3. Experimental Design and Transfer Assessment

The experimental framework for evaluating transferability consists of two stages:

1. Cancer-Specific Model Training: Each cohort is used to fit a separate ABMIL-based model, optimized and validated internally using its own data.
2. Zero-Shot Model Transfer: Models are deployed (fixed weights) to predict survival outcomes in the remaining 12 cancer cohorts, with no adaptation or additional supervision.

This structure isolates the transferrable prognostic information encoded by each source model, free from confounding target-specific tuning. The use of zero-shot evaluation establishes a lower bound for transferability and highlights intrinsic cross-cancer prognostic commonalities or divergences.

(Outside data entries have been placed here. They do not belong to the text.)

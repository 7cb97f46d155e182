//! CLI command definitions and argument parsing

use std::path::PathBuf;

use anyhow::{bail, Context};
use clap::{Parser, Subcommand};
use tracing::debug;

use noel_core::{set_setting_value, DatabaseSwap, KetarinDriver, NoelConfig, PathResolver};

use crate::output::{OutputFormat, OutputFormatter, PathsOutput};
use crate::ExitCode;

/// noel - Ketarin job database swapping and chocopkgup config patching
#[derive(Parser, Debug)]
#[command(name = "noel")]
#[command(version, about = "Ketarin job database swapping and chocopkgup config patching")]
pub struct Cli {
    /// Command to execute
    #[command(subcommand)]
    pub command: Commands,

    /// Output format: table, json, quiet
    #[arg(long, default_value = "table", global = true)]
    pub output: OutputFormat,

    /// Verbose output
    #[arg(short, long, global = true)]
    pub verbose: bool,

    /// Debug logging
    #[arg(long, global = true)]
    pub debug: bool,

    /// Config file path
    #[arg(long, global = true, env = "NOEL_CONFIG")]
    pub config: Option<PathBuf>,
}

impl Cli {
    /// Execute the command against a loaded configuration
    pub fn execute_with_config(self, config: NoelConfig) -> anyhow::Result<ExitCode> {
        let out = OutputFormatter::new(self.output, self.verbose);
        let config_path = self.config.clone().or_else(NoelConfig::default_path);

        match self.command {
            Commands::SwapOut => {
                let outcome = database_swap(&config)
                    .swap_out()
                    .context("Failed to swap out the job database")?;
                out.print(&out.format_swap_out(&outcome));
            }
            Commands::Restore => {
                let outcome = database_swap(&config)
                    .restore_in()
                    .context("Failed to restore the job database")?;
                out.print(&out.format_restore(&outcome));
            }
            Commands::Clear => {
                let live = database_swap(&config)
                    .clear()
                    .context("Failed to delete the job database")?;
                out.print(&out.format_clear(&live));
            }
            Commands::SetPackagesFolder(args) => {
                let key = args
                    .key
                    .unwrap_or_else(|| config.updater.packages_folder_key.clone());
                let file = config.updater.config_path.clone();
                let outcome = set_setting_value(&file, &key, &args.dir)
                    .context("Failed to set the chocopkgup packages folder")?;
                out.print(&out.format_patch(&file, &key, &args.dir, &outcome));
            }
            Commands::SetSetting(args) => {
                let file = args
                    .file
                    .unwrap_or_else(|| config.updater.config_path.clone());
                let outcome = set_setting_value(&file, &args.key, &args.value)
                    .with_context(|| format!("Failed to set {}", args.key))?;
                out.print(&out.format_patch(&file, &args.key, &args.value, &outcome));
            }
            Commands::Run => {
                let report = KetarinDriver::system(config.ketarin.clone())
                    .run()
                    .context("Ketarin run failed")?;
                out.print(&out.format_run(&report));
            }
            Commands::Install(args) => {
                let setting_file = KetarinDriver::system(config.ketarin.clone())
                    .install_settings(&args.package_dir)
                    .context("Failed to install Ketarin settings")?;
                out.print(&out.format_install(&setting_file));
            }
            Commands::Paths => {
                let resolver = path_resolver(&config);
                let paths = PathsOutput {
                    app_data_var: config.database.app_data_var.clone(),
                    live_database: resolver.live_database_path().ok(),
                    backup_dir: resolver.database_dir().ok(),
                    working_copy: resolver.working_copy_path(),
                    updater_config: resolver.updater_config_path().to_path_buf(),
                    config_file: config_path,
                };
                out.print(&out.format_paths(&paths));
            }
            Commands::Backups => {
                let backups = database_swap(&config)
                    .list_backups()
                    .context("Failed to list backups")?;
                out.print(&out.format_backups(&backups));
            }
            Commands::Config(args) => args.command.execute(&out, &config, config_path)?,
        }

        Ok(ExitCode::Success)
    }
}

fn path_resolver(config: &NoelConfig) -> PathResolver {
    PathResolver::from_env(config.database.clone(), config.updater.clone())
}

fn database_swap(config: &NoelConfig) -> DatabaseSwap {
    DatabaseSwap::new(path_resolver(config))
}

/// Available commands
#[derive(Subcommand, Debug)]
pub enum Commands {
    /// Copy the live job database to the working copy and a new backup
    SwapOut,
    /// Replace the live job database with the working copy
    Restore,
    /// Delete the live job database
    Clear,
    /// Point chocopkgup at a packages folder
    SetPackagesFolder(SetPackagesFolderArgs),
    /// Set any appSettings value in a .NET config file
    SetSetting(SetSettingArgs),
    /// Run all Ketarin jobs silently and print the run log
    Run,
    /// Install the Ketarin settings shipped with a package
    Install(InstallArgs),
    /// Show resolved file locations
    Paths,
    /// List job database backups, newest first
    Backups,
    /// Manage the noel configuration file
    Config(ConfigArgs),
}

impl Commands {
    /// Whether the command can run when the config file fails to load.
    pub fn tolerates_bad_config(&self) -> bool {
        matches!(
            self,
            Commands::Config(ConfigArgs {
                command: ConfigCommands::Init { .. }
            })
        )
    }
}

/// Arguments for the set-packages-folder command
#[derive(Parser, Debug)]
pub struct SetPackagesFolderArgs {
    /// Packages folder to write into the updater config
    pub dir: String,

    /// Setting key to change instead of the configured one
    #[arg(long)]
    pub key: Option<String>,
}

/// Arguments for the set-setting command
#[derive(Parser, Debug)]
pub struct SetSettingArgs {
    /// Config file to patch (defaults to the configured updater config)
    #[arg(long)]
    pub file: Option<PathBuf>,

    /// Setting key
    pub key: String,

    /// New value
    pub value: String,
}

/// Arguments for the install command
#[derive(Parser, Debug)]
pub struct InstallArgs {
    /// Package directory containing the Ketarin settings file
    pub package_dir: PathBuf,
}

/// Arguments for the config command
#[derive(Parser, Debug)]
pub struct ConfigArgs {
    #[command(subcommand)]
    pub command: ConfigCommands,
}

/// Config subcommands
#[derive(Subcommand, Debug)]
pub enum ConfigCommands {
    /// Write a default configuration file
    Init {
        /// Overwrite an existing file
        #[arg(long)]
        force: bool,
    },
    /// Print the effective configuration
    Show,
}

impl ConfigCommands {
    fn execute(
        self,
        out: &OutputFormatter,
        config: &NoelConfig,
        config_path: Option<PathBuf>,
    ) -> anyhow::Result<()> {
        match self {
            ConfigCommands::Init { force } => {
                let Some(path) = config_path else {
                    bail!("Could not determine a configuration directory; pass --config");
                };
                if path.exists() && !force {
                    bail!(
                        "Configuration file {} already exists (use --force to overwrite)",
                        path.display()
                    );
                }
                debug!("Writing default configuration to {:?}", path);
                NoelConfig::default()
                    .save(&path)
                    .with_context(|| format!("Failed to write {}", path.display()))?;
                out.print(&out.format_config_written(&path));
            }
            ConfigCommands::Show => out.print(&out.format_config(config)),
        }
        Ok(())
    }
}
//! Error types for database swapping, config patching and process driving.

use std::path::{Path, PathBuf};

use thiserror::Error;

use crate::config::ConfigError;

/// Errors that can occur during noel operations.
#[derive(Debug, Error)]
pub enum NoelError {
    /// A required environment variable is not set
    #[error("environment variable {var} is not set")]
    Environment { var: String },

    /// Open, read, write or delete failed on a path
    #[error("I/O error on {}: {source}", .path.display())]
    Io {
        path: PathBuf,
        #[source]
        source: std::io::Error,
    },

    /// The updater configuration document is malformed
    #[error("failed to parse {}: {message}", .path.display())]
    Parse { path: PathBuf, message: String },

    /// The named key is absent from the settings list
    #[error("setting {key:?} not found in {}", .path.display())]
    SettingNotFound { key: String, path: PathBuf },

    /// An external process failed to launch or exited unsuccessfully
    #[error("process {program} failed: {message}")]
    Process { program: String, message: String },

    /// The tool's own configuration is unusable
    #[error(transparent)]
    Config(#[from] ConfigError),
}

/// Coarse classification of [`NoelError`], used for exit codes and reporting.
#[derive(Debug, Clone, Copy, PartialEq, Eq)]
pub enum ErrorKind {
    Environment,
    Io,
    Parse,
    SettingNotFound,
    Process,
    Config,
}

impl NoelError {
    /// Wrap an I/O error with the path it happened on.
    pub fn io(path: impl AsRef<Path>, source: std::io::Error) -> Self {
        NoelError::Io {
            path: path.as_ref().to_path_buf(),
            source,
        }
    }

    pub(crate) fn parse(path: impl AsRef<Path>, message: impl Into<String>) -> Self {
        NoelError::Parse {
            path: path.as_ref().to_path_buf(),
            message: message.into(),
        }
    }

    pub(crate) fn process(program: impl Into<String>, message: impl Into<String>) -> Self {
        NoelError::Process {
            program: program.into(),
            message: message.into(),
        }
    }

    pub fn kind(&self) -> ErrorKind {
        match self {
            NoelError::Environment { .. } => ErrorKind::Environment,
            NoelError::Io { .. } => ErrorKind::Io,
            NoelError::Parse { .. } => ErrorKind::Parse,
            NoelError::SettingNotFound { .. } => ErrorKind::SettingNotFound,
            NoelError::Process { .. } => ErrorKind::Process,
            NoelError::Config(_) => ErrorKind::Config,
        }
    }

    /// True when the underlying cause is a missing file.
    pub fn is_not_found(&self) -> bool {
        matches!(
            self,
            NoelError::Io { source, .. } if source.kind() == std::io::ErrorKind::NotFound
        )
    }
}
//! Well-known locations: the live job database, its backups, the working
//! copy and the updater config file.

use std::ffi::OsString;
use std::path::{Path, PathBuf};

use chrono::NaiveDateTime;
use tracing::debug;

use crate::config::{DatabaseConfig, UpdaterConfig};
use crate::error::NoelError;

/// Timestamp layout embedded in backup file names.
pub const BACKUP_TIMESTAMP_FORMAT: &str = "%Y-%m-%d-%H%M%S";

/// Suffix shared by every backup file.
pub const BACKUP_SUFFIX: &str = ".noel.bak";

/// Computes noel's paths from configuration and the application data
/// directory captured at construction.
#[derive(Debug, Clone)]
pub struct PathResolver {
    database: DatabaseConfig,
    updater: UpdaterConfig,
    app_data: Option<PathBuf>,
}

impl PathResolver {
    /// Build a resolver reading the configured application data variable from
    /// the process environment.
    pub fn from_env(database: DatabaseConfig, updater: UpdaterConfig) -> Self {
        let app_data = std::env::var_os(&database.app_data_var)
            .filter(|value| !value.is_empty())
            .map(PathBuf::from);
        Self::with_app_data(database, updater, app_data)
    }

    /// Build a resolver with an explicit application data directory.
    ///
    /// `None` behaves like an unset environment variable.
    pub fn with_app_data(
        database: DatabaseConfig,
        updater: UpdaterConfig,
        app_data: Option<PathBuf>,
    ) -> Self {
        Self {
            database,
            updater,
            app_data,
        }
    }

    pub fn database_config(&self) -> &DatabaseConfig {
        &self.database
    }

    /// Ketarin's profile directory holding the live database and its backups.
    pub fn database_dir(&self) -> Result<PathBuf, NoelError> {
        let app_data = self
            .app_data
            .as_ref()
            .ok_or_else(|| NoelError::Environment {
                var: self.database.app_data_var.clone(),
            })?;
        Ok(app_data.join(&self.database.app_dir_name))
    }

    /// `<app data>/<app dir>/<database file>`
    pub fn live_database_path(&self) -> Result<PathBuf, NoelError> {
        let path = self.database_dir()?.join(&self.database.file_name);
        debug!("Live database path: {:?}", path);
        Ok(path)
    }

    /// `<app data>/<app dir>/<database file>_<YYYY-MM-DD-HHMMSS>.noel.bak`
    pub fn backup_path(&self, now: &NaiveDateTime) -> Result<PathBuf, NoelError> {
        Ok(self.database_dir()?.join(self.backup_file_name(now)))
    }

    pub fn backup_file_name(&self, now: &NaiveDateTime) -> OsString {
        OsString::from(format!(
            "{}_{}{}",
            self.database.file_name,
            now.format(BACKUP_TIMESTAMP_FORMAT),
            BACKUP_SUFFIX
        ))
    }

    /// Recover the timestamp from a backup file name, if it is one of ours.
    pub fn parse_backup_file_name(&self, file_name: &str) -> Option<NaiveDateTime> {
        let stamp = file_name
            .strip_prefix(self.database.file_name.as_str())?
            .strip_prefix('_')?
            .strip_suffix(BACKUP_SUFFIX)?;
        NaiveDateTime::parse_from_str(stamp, BACKUP_TIMESTAMP_FORMAT).ok()
    }

    /// Working copy location; relative to the current directory unless a
    /// working directory is configured.
    pub fn working_copy_path(&self) -> PathBuf {
        match &self.database.working_dir {
            Some(dir) => dir.join(&self.database.file_name),
            None => PathBuf::from(&self.database.file_name),
        }
    }

    pub fn updater_config_path(&self) -> &Path {
        &self.updater.config_path
    }
}
//! noel - operator CLI around Ketarin package runs
//!
//! This crate provides a command-line interface for:
//! - Swapping the Ketarin job database out and back in
//! - Listing database backups
//! - Pointing chocopkgup at a packages folder
//! - Running Ketarin and installing its settings

pub mod cli;
pub mod output;

pub use cli::Cli;
pub use output::{JsonResponse, OutputFormat, OutputFormatter};

use noel_core::{ConfigError, ErrorKind, NoelError};

/// Exit codes for CLI operations
///
/// - 0: Success
/// - 1: General error
/// - 2: Environment error - a required environment variable is unset
/// - 3: I/O error - a file could not be read, written or removed
/// - 4: Parse error - the updater config is malformed
/// - 5: Setting not found - the key is absent from the updater config
/// - 6: Process failed - Ketarin or the wait helper failed
/// - 7: Configuration error - noel's own config file is unusable
#[derive(Debug, Clone, Copy, PartialEq, Eq)]
#[repr(i32)]
pub enum ExitCode {
    Success = 0,
    GeneralError = 1,
    EnvironmentError = 2,
    IoError = 3,
    ParseError = 4,
    SettingNotFound = 5,
    ProcessFailed = 6,
    ConfigError = 7,
}

impl From<ExitCode> for i32 {
    fn from(code: ExitCode) -> Self {
        code as i32
    }
}

impl From<ErrorKind> for ExitCode {
    fn from(kind: ErrorKind) -> Self {
        match kind {
            ErrorKind::Environment => ExitCode::EnvironmentError,
            ErrorKind::Io => ExitCode::IoError,
            ErrorKind::Parse => ExitCode::ParseError,
            ErrorKind::SettingNotFound => ExitCode::SettingNotFound,
            ErrorKind::Process => ExitCode::ProcessFailed,
            ErrorKind::Config => ExitCode::ConfigError,
        }
    }
}

impl ExitCode {
    /// Convert to process exit code
    pub fn to_exit_code(self) -> std::process::ExitCode {
        std::process::ExitCode::from(self as u8)
    }

    /// Classify a command failure. Context added on top of a [`NoelError`]
    /// does not change its code.
    pub fn from_error(error: &anyhow::Error) -> Self {
        if let Some(e) = error.downcast_ref::<NoelError>() {
            return e.kind().into();
        }
        if error.downcast_ref::<ConfigError>().is_some() {
            return ExitCode::ConfigError;
        }
        ExitCode::GeneralError
    }

    pub fn name(&self) -> &'static str {
        match self {
            ExitCode::Success => "SUCCESS",
            ExitCode::GeneralError => "GENERAL_ERROR",
            ExitCode::EnvironmentError => "ENVIRONMENT_ERROR",
            ExitCode::IoError => "IO_ERROR",
            ExitCode::ParseError => "PARSE_ERROR",
            ExitCode::SettingNotFound => "SETTING_NOT_FOUND",
            ExitCode::ProcessFailed => "PROCESS_FAILED",
            ExitCode::ConfigError => "CONFIG_ERROR",
        }
    }

    /// Get a human-readable description of the exit code
    pub fn description(&self) -> &'static str {
        match self {
            ExitCode::Success => "Operation completed successfully",
            ExitCode::GeneralError => "An unspecified error occurred",
            ExitCode::EnvironmentError => "A required environment variable is not set",
            ExitCode::IoError => "A file could not be read, written or removed",
            ExitCode::ParseError => "The updater configuration is malformed",
            ExitCode::SettingNotFound => "The setting is missing from the updater configuration",
            ExitCode::ProcessFailed => "An external process failed",
            ExitCode::ConfigError => "The noel configuration file is unusable",
        }
    }
}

4. Determinants of Prognostic Knowledge Transfer

Empirical analyses on UNI2-h-DSS reveal that transfer performance between cancer pairs is modulated by both intra-task and inter-task variables:

• Intra-task Factors:
  • $P_{(\mathcal{S})}$: Source model quality. Higher C-Index on the source cancer correlates with superior transfer outcomes.
  • $P_{(\mathcal{T})}$: Target task difficulty. Prognostically complex target cancers (lower inherent predictability) receive less transferable gain even from strong source models.
• Inter-task Factors:
  • $$C_{(\mathcal{S} \rightarrow \mathcal{T})}^{\text{(RMST)}}$$: Closeness in tumor invasiveness, quantified by restricted mean survival time (RMST) within 10 years.
  • $$C_{(\mathcal{S} \rightarrow \mathcal{T})}^{\text{(Dist.)}}$$: Closeness in data distribution, captured via feature projections such as t-SNE, indicating histopathological similarity.

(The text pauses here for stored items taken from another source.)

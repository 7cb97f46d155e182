//! # noel-core
//!
//! Unattended package-update plumbing around Ketarin.
//!
//! This crate handles:
//! - Swapping Ketarin's job database out before a run and restoring it after
//! - Timestamped write-once backups of the live database
//! - Patching a single `appSettings` value in chocopkgup's `.exe.config`
//!   without disturbing the rest of the document
//! - Launching Ketarin and waiting for it to exit
//!
//! ## Data safety
//!
//! - The live database is read once per swap and never modified by a swap
//! - Backups are created exclusively and never overwritten
//! - Restores and config patches replace their target through a temp file
//!   renamed over it, so a failed write leaves the old content in place

pub mod app_config;
pub mod clock;
pub mod config;
pub mod error;
mod fsutil;
pub mod paths;
pub mod process;
#[cfg(test)]
mod proptests;
pub mod swap;
pub mod xml_doc;

pub use app_config::{set_setting_value, AppConfig, PatchOutcome, Setting, SupportedRuntime};
pub use clock::{Clock, FixedClock, SystemClock};
pub use config::{
    ConfigError, DatabaseConfig, KetarinConfig, LoggingConfig, NoelConfig, UpdaterConfig,
};
pub use error::{ErrorKind, NoelError};
pub use paths::PathResolver;
pub use process::{
    CommandRunner, KetarinDriver, PowerShellWaiter, ProcessWaiter, RunReport,
    SystemCommandRunner,
};
pub use swap::{BackupInfo, DatabaseSwap, RestoreOutcome, SwapOutcome};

Ordinary least squares (OLS) regression demonstrates that these (especially the intra-task) factors significantly explain observed variation in transferability. This suggests optimizing source model accuracy and considering source-target biological similarity are pivotal to effective transfer.

5. The MoE-PKT Approach

Recognizing the limitations of naive cross-cancer transfer, the MoE-PKT (Mixture-of-Experts based Prognostic Knowledge Transfer) method was introduced to optimally combine prognostic signals from multiple cancers:

• Framework: Each cancer-specific model, including the target’s own, operates as an "expert." For any WSI represented as $X = \{x_i\}_{i=1}^M \in \mathbb{R}^{M \times d}$, a router module (ABMIL + MLP) computes scores $\{w_t\}_{t=1}^{N}$—one per expert.
• Expert Selection: The router selects the top $K$ experts (typically $K=5$). Each expert consists of a frozen MIL encoder ($E_t$) and a trainable MLP adapter.
• Aggregation and Prediction: The chosen experts’ outputs are aggregated, yielding a fused representation used by a final fully connected layer to predict survival.

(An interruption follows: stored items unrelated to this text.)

//! Property-based tests for noel-core.
//!
//! # Properties Tested
//!
//! - Swap round-trip: swap-out, clear and restore-in bring back the original bytes
//! - Backup uniqueness: swap-outs at distinct seconds keep distinct backups
//! - Patch idempotence: setting the current value never rewrites the file
//! - Patch isolation: only the targeted setting changes
//! - Missing keys: an unknown key fails without touching the file

#![cfg(test)]

use std::collections::BTreeMap;
use std::fs;
use std::path::PathBuf;

use chrono::{Duration, NaiveDate, NaiveDateTime};
use proptest::prelude::*;
use proptest::sample::Index;
use tempfile::TempDir;

use crate::app_config::{self, set_setting_value, PatchOutcome};
use crate::clock::FixedClock;
use crate::config::{DatabaseConfig, UpdaterConfig};
use crate::error::NoelError;
use crate::paths::PathResolver;
use crate::swap::DatabaseSwap;

// =============================================================================
// Generators
// =============================================================================

/// Database content, empty included.
fn arb_database_content() -> impl Strategy<Value = Vec<u8>> {
    prop::collection::vec(any::<u8>(), 0..8192)
}

fn arb_timestamp() -> impl Strategy<Value = NaiveDateTime> {
    (0i64..10 * 365 * 24 * 60 * 60).prop_map(|secs| {
        NaiveDate::from_ymd_opt(2020, 1, 1)
            .unwrap()
            .and_hms_opt(0, 0, 0)
            .unwrap()
            + Duration::seconds(secs)
    })
}

/// Settings with unique keys; values may need escaping.
fn arb_settings() -> impl Strategy<Value = Vec<(String, String)>> {
    prop::collection::btree_map("[A-Za-z][A-Za-z0-9]{0,12}", "[ -~]{0,24}", 1..8)
        .prop_map(|map: BTreeMap<String, String>| map.into_iter().collect())
}

// =============================================================================
// Helpers
// =============================================================================

fn swap_at(temp: &TempDir, at: NaiveDateTime) -> DatabaseSwap<FixedClock> {
    let app_data = temp.path().join("appdata");
    fs::create_dir_all(app_data.join("Ketarin")).unwrap();
    fs::create_dir_all(temp.path().join("work")).unwrap();

    let mut database = DatabaseConfig::default();
    database.working_dir = Some(temp.path().join("work"));
    let resolver = PathResolver::with_app_data(database, UpdaterConfig::default(), Some(app_data));
    DatabaseSwap::with_clock(resolver, FixedClock(at))
}

fn escape_attr(value: &str) -> String {
    value
        .replace('&', "&amp;")
        .replace('<', "&lt;")
        .replace('>', "&gt;")
        .replace('"', "&quot;")
}

fn write_chocopkgup_config(temp: &TempDir, settings: &[(String, String)]) -> PathBuf {
    let mut xml = String::from("<?xml version=\"1.0\" encoding=\"utf-8\"?>\n<configuration>\n  <appSettings>\n");
    for (key, value) in settings {
        xml.push_str(&format!(
            "    <add key=\"{}\" value=\"{}\"/>\n",
            escape_attr(key),
            escape_attr(value)
        ));
    }
    xml.push_str("  </appSettings>\n  <!-- keep -->\n  <startup>\n    <supportedRuntime version=\"v4.0\" sku=\".NETFramework,Version=v4.0\"/>\n  </startup>\n</configuration>\n");

    let path = temp.path().join("chocopkgup.exe.config");
    fs::write(&path, xml).unwrap();
    path
}

// =============================================================================
// Database swap
// =============================================================================

proptest! {
    #![proptest_config(ProptestConfig::with_cases(50))]

    /// For any live content, swap-out produces identical working and backup
    /// copies, and restoring after a clear brings the original bytes back.
    #[test]
    fn prop_swap_round_trip(content in arb_database_content(), at in arb_timestamp()) {
        let temp = TempDir::new().unwrap();
        let swap = swap_at(&temp, at);
        let live = swap.resolver().live_database_path().unwrap();
        fs::write(&live, &content).unwrap();

        let outcome = swap.swap_out().unwrap();
        prop_assert_eq!(&fs::read(&outcome.working).unwrap(), &content);
        prop_assert_eq!(&fs::read(&outcome.backup).unwrap(), &content);
        prop_assert_eq!(&fs::read(&live).unwrap(), &content);
        prop_assert_eq!(outcome.bytes, content.len() as u64);

        swap.clear().unwrap();
        prop_assert!(!live.exists());

        let restored = swap.restore_in().unwrap();
        prop_assert_eq!(&fs::read(&live).unwrap(), &content);
        prop_assert_eq!(restored.sha256, outcome.sha256);
    }

    /// Swap-outs at distinct seconds keep every backup with the content the
    /// live database had at that moment.
    #[test]
    fn prop_backups_unique_per_timestamp(
        first in arb_database_content(),
        second in arb_database_content(),
        at in arb_timestamp(),
        gap in 1i64..100_000,
    ) {
        let temp = TempDir::new().unwrap();
        let earlier = swap_at(&temp, at);
        let later = swap_at(&temp, at + Duration::seconds(gap));
        let live = earlier.resolver().live_database_path().unwrap();

        fs::write(&live, &first).unwrap();
        let a = earlier.swap_out().unwrap();
        fs::write(&live, &second).unwrap();
        let b = later.swap_out().unwrap();

        prop_assert_ne!(&a.backup, &b.backup);
        prop_assert_eq!(&fs::read(&a.backup).unwrap(), &first);
        prop_assert_eq!(&fs::read(&b.backup).unwrap(), &second);

        let listed = later.list_backups().unwrap();
        prop_assert_eq!(listed.len(), 2);
        prop_assert_eq!(&listed[0].path, &b.backup);
    }
}

// =============================================================================
// Config patching
// =============================================================================

proptest! {
    #![proptest_config(ProptestConfig::with_cases(100))]

    /// Setting a key to the value it already has leaves the file byte for
    /// byte as it was.
    #[test]
    fn prop_patch_same_value_is_noop(settings in arb_settings(), pick in any::<Index>()) {
        let temp = TempDir::new().unwrap();
        let path = write_chocopkgup_config(&temp, &settings);
        let before = fs::read(&path).unwrap();

        let (key, value) = &settings[pick.index(settings.len())];
        let outcome = set_setting_value(&path, key, value).unwrap();

        prop_assert_eq!(outcome, PatchOutcome::Unchanged);
        prop_assert_eq!(fs::read(&path).unwrap(), before);
    }

    /// Patching one key changes exactly that value. A second identical patch
    /// is a no-op.
    #[test]
    fn prop_patch_changes_only_target(
        settings in arb_settings(),
        pick in any::<Index>(),
        new_value in "[ -~]{0,24}",
    ) {
        let temp = TempDir::new().unwrap();
        let path = write_chocopkgup_config(&temp, &settings);
        let before = app_config::load(&path).unwrap();

        let target = pick.index(settings.len());
        let (key, old_value) = &settings[target];
        let outcome = set_setting_value(&path, key, &new_value).unwrap();
        if *old_value == new_value {
            prop_assert!(outcome.is_noop());
        } else {
            prop_assert_eq!(outcome, PatchOutcome::Updated { previous: old_value.clone() });
        }

        let after = app_config::load(&path).unwrap();
        let mut expected = before.settings();
        expected[target].value = new_value.clone();
        prop_assert_eq!(after.settings(), expected);
        prop_assert_eq!(after.supported_runtime(), before.supported_runtime());

        let written = fs::read(&path).unwrap();
        prop_assert!(set_setting_value(&path, key, &new_value).unwrap().is_noop());
        prop_assert_eq!(fs::read(&path).unwrap(), written);
    }

    /// An unknown key is reported and the file is not touched.
    #[test]
    fn prop_patch_missing_key_leaves_file(settings in arb_settings(), value in "[ -~]{0,24}") {
        let temp = TempDir::new().unwrap();
        let path = write_chocopkgup_config(&temp, &settings);
        let before = fs::read(&path).unwrap();

        // Generated keys never contain '-'.
        let result = set_setting_value(&path, "Missing-Key", &value);
        let is_not_found = matches!(result, Err(NoelError::SettingNotFound { .. }));
        prop_assert!(is_not_found);
        prop_assert_eq!(fs::read(&path).unwrap(), before);
    }
}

The end-to-end formalism is $$X \rightarrow \text{Router} \rightarrow \{w_1, \ldots, w_N\} \rightarrow \text{Select top-}K \text{experts} \rightarrow \text{Aggregate} \{E_t(X)\}_{\text{top-K}} \rightarrow \text{Prediction}$$. Empirically, MoE-PKT achieves higher overall C-Indexes than single-cancer models or unweighted transfer, demonstrating effective leveraging of complementary and non-overlapping knowledge from multiple sources.

6. Impact and Applications

The establishment of UNI2-h-DSS enables, for the first time, systematic, quantitative investigation into prognostic knowledge transfer across a broad spectrum of cancers using WSIs. This foundation supports:

• Identification of both universally prognostic and cancer-specific signals.
• Benchmarking of transfer and adaptation methods, critical for rare tumor prognosis where data is inherently scarce.
• Empirical discovery of factors that govern effective model transfer and inform the rational design of future transferable pathology frameworks.

A plausible implication is that datasets with wide tissue diversity, clear event annotation, and sufficient case coverage—as embodied in UNI2-h-DSS—are essential resources for research advancing computational pathology beyond isolated, cancer-specific paradigms. This work lays groundwork for further exploration of adaptive, multi-cancer prognostic modeling strategies.